(Dataset entries)
·····

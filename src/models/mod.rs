pub mod account;
pub mod lead;
pub mod message;

pub use account::{mask_secret, Account, AccountStatus, Credentials, ProviderKind, StoredCredentials};
pub use lead::{Lead, LeadStatus, SequenceStep};
pub use message::{make_snippet, InboundMessage, OutboundRecord, OutboundStatus, SNIPPET_CHARS};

·····

### [What you should do]
The line containing "pub mod lead;" and all lines after it, through the end of the entries above, are to be returned exactly and alone.

### [Exercise response]
pub mod lead;
pub mod message;

pub use account::{mask_secret, Account, AccountStatus, Credentials, ProviderKind, StoredCredentials};
pub use lead::{Lead, LeadStatus, SequenceStep};
pub use message::{make_snippet, InboundMessage, OutboundRecord, OutboundStatus, SNIPPET_CHARS};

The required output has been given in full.